- Promotions: Promotores Asociados de Lucha Libre; International Wrestling Revolution Group; Gladiatores Azteca Wrestling; Mexca Wrestling; MDA Lucha Libre;
- Date: December 1, 2019
- City: Naucalpan, State of Mexico
- Venue: Arena Naucalpan

Event chronology
| ← Previous El Castillo del Terror | Next → 57th Anniversary of Lucha Libre in Estado de México |

= PALL 1st Anniversary Show =

2018 International Wrestling Revolution Group event

The PALL 1st Anniversary Show ("Primer Aniversario de PALL" in Spanish) is a scheduled professional wrestling supercard event produced by Mexican professional wrestling promotion International Wrestling Revolution Group (IWRG) alongside its partners in the "Promotores Asociados de Lucha Libre" ("Associated promotions of professional wrestling") group to celebrate the anniversary of the group. The show took place on December 1, 2019 in Arena Naucalpan, Naucalpan, State of Mexico, Mexico.
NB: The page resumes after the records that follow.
//! Two-stage wake dispatch: explicit @-mention routing, then LLM-judged
//! relevance observation for the rest of the roster.

pub mod mention;
pub mod observer;

pub use mention::MentionDispatcher;
pub use observer::{JudgeBackend, RelevanceObserver};

#[cfg(test)]
pub(crate) mod testing {
    use crate::gateway::WakeSink;
    use async_trait::async_trait;
    use std::sync::Mutex;

    /// Records every wake submission for assertions.
    #[derive(Default)]
    pub struct RecordingSink {
        pub calls: Mutex<Vec<(String, String)>>,
    }

    impl RecordingSink {
        pub fn woken_ids(&self) -> Vec<String> {
            self.calls
                .lock()
                .unwrap()
                .iter()
                .map(|(id, _)| id.clone())
                .collect()
        }
    }

    #[async_trait]
    impl WakeSink for RecordingSink {
        async fn wake(&self, agent_id: &str, text: &str) {
            self.calls
                .lock()
                .unwrap()
                .push((agent_id.to_string(), text.to_string()));
        }
    }
}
For the PALL 1st Anniversary show Demonio Infernal and Fresero Jr. will both risk their hair on the outcome of the main event match. The show will also include a match for the vacant IWRG Intercontinental Tag Team Championship. The fifth match of the night is scheduled to be a rematch between Internacional Pantera and the wrestler who won his mask in 2006, Misterioso Jr.

==Production==
===Background===
Several minor Mexican independent circuit professional wrestling promotions joined together late 2018 to form an overall sanctioning body called Promotores Asociados de Lucha Libre ("Promotional Association of Professional Wrestling"; PALL) to act as a unifying organization for wrestling promotions International Wrestling Revolution Group (IWRG), Lucha Memes, Lucha Libre Boom, Promociones NOBA, Pleu Sports, MDA Lucha Libre, Generación XXI, GCC and Tortas Súper Astro. The various companies would collaborate on events, coordinate to make sure they were not holding shows on the same day. For the wrestlers PALL had a fund to help support wrestlers who were injured during a PALL sanctioned show as well as give them support in promoting them across Mexico. The first co-promoted show under the PALL banner took place on August 31, 2018 in Arena Naucalpan, in Naucalpan, State of Mexico, owned by the IWRG.

===Storylines===
The show will feature seven professional wrestling matches with different wrestlers involved in pre-existing scripted feuds, plots and storylines. Wrestlers were portrayed as either heels (referred to as rudos in Mexico, those that portray the "bad guys") or faces (técnicos in Mexico, the "good guy" characters) as they followed a series of tension-building events, which culminated in a wrestling match or series of matches.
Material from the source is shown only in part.